Arts Roundup: Harvard Shows Iranian Murals, Mohammed Ali is Questioned for Being a Muslim Artist and Richard Serra is Jewish!
May 25th, 2007 by Menachem Wecker
In Tehran studying Farsi, Harvard student Fotini Christia noticed that pedestrians ignored the numerous murals “filled with religious symbolism” througout the city depicting Grand Ayatollahs Khomeini and Khamenei, memorials to the Iran-Iraq war’s martyrs and anti-Israel and -American themes.

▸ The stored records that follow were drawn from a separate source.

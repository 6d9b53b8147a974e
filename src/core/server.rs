//! MCP server handler.
//!
//! `McpServer` owns the tool registry and the dispatcher. The rmcp
//! `ServerHandler` impl (STDIO / TCP) and the HTTP helper methods both route
//! through the same [`Dispatcher`], so every transport validates and executes
//! tool calls identically.

use rmcp::{ErrorData as McpError, RoleServer, ServerHandler, model::*, service::RequestContext};
use std::sync::Arc;
use tracing::{info, instrument, warn};

use super::config::Config;
use super::error::Result;
use crate::domains::tools::{Dispatcher, ToolCallRequest, ToolError, ToolRegistry, ToolResponse};
use crate::domains::travel::Collaborators;

const INSTRUCTIONS: &str = "Travel planning tools. travel.plan_trip answers a free-form travel \
    question; travel.search_flights runs a flight search between two airports.";

/// The main MCP server handler.
#[derive(Clone)]
pub struct McpServer {
    /// Server configuration.
    config: Arc<Config>,

    /// Tools exposed by this server, built once at startup.
    registry: Arc<ToolRegistry>,

    /// Validates and executes tool calls against `registry`.
    dispatcher: Dispatcher,
}

impl McpServer {
    /// Create a server whose collaborators are built from `config`.
    pub fn new(config: Config) -> Result<Self> {
        let collaborators = Collaborators::from_config(&config);
        Self::with_collaborators(config, collaborators)
    }

    /// Create a server around explicit collaborators.
    pub fn with_collaborators(config: Config, collaborators: Collaborators) -> Result<Self> {
        config.validate()?;

        let bridge = config.blocking.bridge();
        let registry = Arc::new(ToolRegistry::travel(&collaborators, bridge)?);

        info!(
            tools = ?registry.tool_names(),
            strategy = ?bridge.strategy(),
            "Tool registry initialized"
        );

        Ok(Self {
            config: Arc::new(config),
            dispatcher: Dispatcher::new(registry.clone()),
            registry,
        })
    }

    /// Get the server name.
    pub fn name(&self) -> &str {
        &self.config.server.name
    }

    /// Get the server version.
    pub fn version(&self) -> &str {
        &self.config.server.version
    }

    /// Get the tool registry.
    pub fn registry(&self) -> &Arc<ToolRegistry> {
        &self.registry
    }

    /// Validate and execute a tool call.
    pub async fn dispatch(
        &self,
        request: ToolCallRequest,
    ) -> std::result::Result<ToolResponse, ToolError> {
        self.dispatcher.dispatch(request).await
    }

    // ========================================================================
    // HTTP Transport Support Methods
    // ========================================================================

    /// List all available tools as JSON descriptors (for HTTP transport).
    pub fn list_tools(&self) -> Vec<serde_json::Value> {
        self.registry
            .list_tools()
            .iter()
            .map(|descriptor| descriptor.to_json())
            .collect()
    }

    /// Call a tool by name and return the serialized `CallToolResult`
    /// (for HTTP transport).
    pub async fn call_tool(
        &self,
        name: &str,
        arguments: serde_json::Value,
    ) -> std::result::Result<serde_json::Value, ToolError> {
        let request = ToolCallRequest::from_value(name, arguments)?;
        let response = self.dispatch(request).await?;
        let result = CallToolResult::from(response);
        serde_json::to_value(result).map_err(ToolError::Serialization)
    }
}

impl ServerHandler for McpServer {
    fn get_info(&self) -> ServerInfo {
        ServerInfo {
            instructions: Some(INSTRUCTIONS.to_string()),
            capabilities: ServerCapabilities::builder().enable_tools().build(),
            server_info: Implementation {
                name: self.name().to_string(),
                version: self.version().to_string(),
                ..Implementation::from_build_env()
            },
            ..Default::default()
        }
    }

    #[instrument(skip(self, _context))]
    async fn list_tools(
        &self,
        _request: Option<PaginatedRequestParam>,
        _context: RequestContext<RoleServer>,
    ) -> std::result::Result<ListToolsResult, McpError> {
        info!("Listing tools");
        Ok(ListToolsResult {
            tools: self.registry.to_tools(),
            next_cursor: None,
            meta: None,
        })
    }

    #[instrument(skip(self, request, context), fields(tool = %request.name))]
    async fn call_tool(
        &self,
        request: CallToolRequestParam,
        context: RequestContext<RoleServer>,
    ) -> std::result::Result<CallToolResult, McpError> {
        let request = ToolCallRequest::from(request);

        // A cancelled request drops the dispatch future; a collaborator
        // already running on a worker is left to finish on its own.
        tokio::select! {
            result = self.dispatch(request) => result
                .map(CallToolResult::from)
                .map_err(McpError::from),
            _ = context.ct.cancelled() => {
                warn!("Tool call cancelled by client");
                Err(McpError::internal_error("request cancelled", None))
            }
        }
    }
}

#[cfg(test)]
mod tests {
    use super::*;
    use crate::core::Error;
    use crate::domains::tools::test_support::{FakePipeline, FakeSearch, collaborators};
    use rmcp::ServiceExt;
    use serde_json::{Value, json};
    use std::time::Duration;
    use tokio::io::{
        AsyncBufReadExt, AsyncWriteExt, BufReader, DuplexStream, Lines, ReadHalf, WriteHalf,
    };
    use tokio_test::{assert_err, assert_ok};

    fn server(pipeline: FakePipeline, search: FakeSearch) -> McpServer {
        let wired = collaborators(pipeline, search);
        McpServer::with_collaborators(Config::default(), wired).unwrap()
    }

    /// Client end of an in-memory rmcp session speaking line-delimited JSON-RPC.
    struct Session {
        lines: Lines<BufReader<ReadHalf<DuplexStream>>>,
        writer: WriteHalf<DuplexStream>,
    }

    impl Session {
        async fn open(server: McpServer) -> Self {
            let (client_io, server_io) = tokio::io::duplex(64 * 1024);
            tokio::spawn(async move {
                if let Ok(service) = server.serve(server_io).await {
                    let _ = service.waiting().await;
                }
            });

            let (reader, writer) = tokio::io::split(client_io);
            let mut session = Self {
                lines: BufReader::new(reader).lines(),
                writer,
            };
            session.initialize().await;
            session
        }

        async fn send(&mut self, message: Value) {
            let line = format!("{}\n", message);
            self.writer.write_all(line.as_bytes()).await.unwrap();
        }

        async fn receive(&mut self) -> Value {
            let line = tokio::time::timeout(Duration::from_secs(5), self.lines.next_line())
                .await
                .expect("no reply from server")
                .unwrap()
                .expect("server closed the stream");
            serde_json::from_str(&line).unwrap()
        }

        async fn initialize(&mut self) {
            let request = json!({
                "jsonrpc": "2.0",
                "id": 1,
                "method": "initialize",
                "params": {
                    "protocolVersion": "2024-11-05",
                    "capabilities": {},
                    "clientInfo": { "name": "itinerary-client", "version": "0.1.0" }
                }
            });
            self.send(request).await;

            let reply = self.receive().await;
            assert_eq!(reply["id"], 1);
            assert_eq!(reply["result"]["serverInfo"]["name"], "travel-agent");
            assert!(reply["result"]["capabilities"]["tools"].is_object());

            let initialized = json!({ "jsonrpc": "2.0", "method": "notifications/initialized" });
            self.send(initialized).await;
        }

        async fn call(&mut self, id: u64, name: &str, arguments: Value) {
            let request = json!({
                "jsonrpc": "2.0",
                "id": id,
                "method": "tools/call",
                "params": { "name": name, "arguments": arguments }
            });
            self.send(request).await;
        }
    }

    #[test]
    fn test_server_identity_from_config() {
        let server = server(FakePipeline::echo(), FakeSearch::new());
        assert_eq!(server.name(), "travel-agent");
        assert_eq!(server.version(), env!("CARGO_PKG_VERSION"));

        let info = server.get_info();
        assert_eq!(info.server_info.name, "travel-agent");
        assert!(info.capabilities.tools.is_some());
        assert!(info.capabilities.resources.is_none());
        assert!(info.capabilities.prompts.is_none());
    }

    #[test]
    fn test_list_tools_json() {
        let server = server(FakePipeline::echo(), FakeSearch::new());
        let tools = server.list_tools();

        let names: Vec<&str> = tools
            .iter()
            .filter_map(|tool| tool["name"].as_str())
            .collect();
        assert_eq!(names, vec!["travel.plan_trip", "travel.search_flights"]);

        for tool in &tools {
            assert!(tool["description"].as_str().is_some());
            assert_eq!(tool["inputSchema"]["type"], "object");
        }
        assert_eq!(tools[0]["inputSchema"]["required"], json!(["question"]));
    }

    #[test]
    fn test_invalid_config_is_rejected() {
        let mut config = Config::default();
        config.blocking.timeout_secs = Some(0);

        let wired = collaborators(FakePipeline::echo(), FakeSearch::new());
        let result = McpServer::with_collaborators(config, wired);
        assert!(matches!(result, Err(Error::Config(_))));
    }

    #[tokio::test]
    async fn test_call_tool_returns_text_then_resource() {
        let server = server(FakePipeline::echo(), FakeSearch::new());

        let question = json!({ "question": "Plan a 3-day trip to Tokyo" });
        let result = assert_ok!(server.call_tool("travel.plan_trip", question).await);

        let content = result["content"].as_array().unwrap();
        assert_eq!(content.len(), 2);
        assert_eq!(content[0]["type"], "text");
        let text = content[0]["text"].as_str();
        assert_eq!(text, Some("Answer to: Plan a 3-day trip to Tokyo"));
        assert_eq!(content[1]["type"], "resource");
        assert_eq!(
            content[1]["resource"]["uri"],
            "travel://results/plan_trip.json"
        );
        assert_eq!(content[1]["resource"]["mimeType"], "application/json");
    }

    #[tokio::test]
    async fn test_call_tool_unknown_name() {
        let pipeline = FakePipeline::echo();
        let server = server(pipeline.clone(), FakeSearch::new());

        let err = assert_err!(server.call_tool("travel.book_hotel", json!({})).await);
        assert_eq!(err.to_string(), "Unsupported tool: travel.book_hotel");
        assert_eq!(pipeline.calls(), 0);
    }

    #[tokio::test]
    async fn test_call_tool_rejects_non_object_arguments() {
        let server = server(FakePipeline::echo(), FakeSearch::new());

        let tokyo = json!(["Tokyo"]);
        let err = assert_err!(server.call_tool("travel.plan_trip", tokyo).await);
        assert_eq!(
            err.to_string(),
            "Invalid argument 'arguments': expected object"
        );
    }

    #[tokio::test]
    async fn test_call_tool_null_arguments_reports_missing_field() {
        let server = server(FakePipeline::echo(), FakeSearch::new());

        let no_args = Value::Null;
        let err = assert_err!(server.call_tool("travel.search_flights", no_args).await);
        assert_eq!(err.to_string(), "Missing required argument: origin");
    }

    #[tokio::test]
    async fn test_collaborator_failure_maps_to_internal_error() {
        let pipeline = FakePipeline::failing("graph exploded");
        let server = server(pipeline, FakeSearch::new());

        let question = json!({ "question": "Lisbon in May?" });
        let err = assert_err!(server.call_tool("travel.plan_trip", question).await);
        assert!(matches!(err, ToolError::CollaboratorFailure { .. }));

        let mcp = McpError::from(err);
        assert_eq!(mcp.code, ErrorCode::INTERNAL_ERROR);
    }

    #[tokio::test]
    async fn test_session_lists_and_calls_tools() {
        let server = server(FakePipeline::echo(), FakeSearch::new());
        let mut session = Session::open(server).await;

        let list = json!({ "jsonrpc": "2.0", "id": 2, "method": "tools/list" });
        session.send(list).await;
        let listed = session.receive().await;
        assert_eq!(listed["id"], 2);
        let tools = listed["result"]["tools"].as_array().unwrap();
        assert_eq!(tools[0]["name"], "travel.plan_trip");
        assert_eq!(tools[1]["name"], "travel.search_flights");
        assert_eq!(tools[1]["inputSchema"]["type"], "object");

        let route = json!({ "origin": "SFO", "destination": "NRT" });
        session.call(3, "travel.search_flights", route).await;
        let reply = session.receive().await;
        assert_eq!(reply["id"], 3);
        let content = reply["result"]["content"].as_array().unwrap();
        assert_eq!(
            content[0]["text"],
            "Flight SERP query executed: flights from SFO to NRT"
        );
        assert_eq!(
            content[1]["resource"]["uri"],
            "travel://results/flight_search.json"
        );
    }

    #[tokio::test]
    async fn test_session_missing_argument_is_invalid_params() {
        let server = server(FakePipeline::echo(), FakeSearch::new());
        let mut session = Session::open(server).await;

        session.call(2, "travel.plan_trip", json!({})).await;
        let reply = session.receive().await;
        assert_eq!(reply["id"], 2);
        assert_eq!(reply["error"]["code"], -32602);
        assert_eq!(reply["error"]["data"]["field"], "question");
    }

    #[tokio::test]
    async fn test_session_cancelled_call_gets_error_reply() {
        let (pipeline, release) = FakePipeline::gated();
        let server = server(pipeline.clone(), FakeSearch::new());
        let mut session = Session::open(server).await;

        let question = json!({ "question": "Kyoto in autumn" });
        session.call(7, "travel.plan_trip", question).await;
        tokio::time::timeout(Duration::from_secs(5), pipeline.wait_started())
            .await
            .expect("pipeline never started");

        let cancel = json!({
            "jsonrpc": "2.0",
            "method": "notifications/cancelled",
            "params": { "requestId": 7, "reason": "user aborted" }
        });
        session.send(cancel).await;

        let reply = session.receive().await;
        assert_eq!(reply["id"], 7);
        assert_eq!(reply["error"]["code"], -32603);
        assert_eq!(reply["error"]["message"], "request cancelled");

        release.send(()).unwrap();
    }
}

Her photographic documentation of the murals are on view at Harvard.
[Harvard U. Gazette]
Graffiti artist Mohammed Ali posts on absurd attempts to stop his (legal) graffiti art on peace, because the letters were Arabic.
[aerosolarabic]

“Dear Jesus,” starts Didymus, “A lot of what passes for religious art tries my faith.” On not finding “representations of people whose humanity I share.”
[Notes from Didymus]
Reform Judaism recommends Nadler’s Rembrandt’s Jews for summer reading, without any indication why a four-year-old book is so timely now. (I touch on the subject in Jacob van Ruisdael Is Not Jewish.)
[Reform Judaism]
Richard Serra, whose work (above) will appear in Richard Serra Sculpture: Forty Years at MoMA, speaks of his Jewish mother in this Time story and this podcast from PRI Studio 360 (also here). If this is news to you that Serra is Jewish, consider of his 326,000 hits on Google, only 26,500 mention the work Jewish, and the overwhelming majority of those mentions are not about Serra. Someone add the word Jew to Wikipedia quick!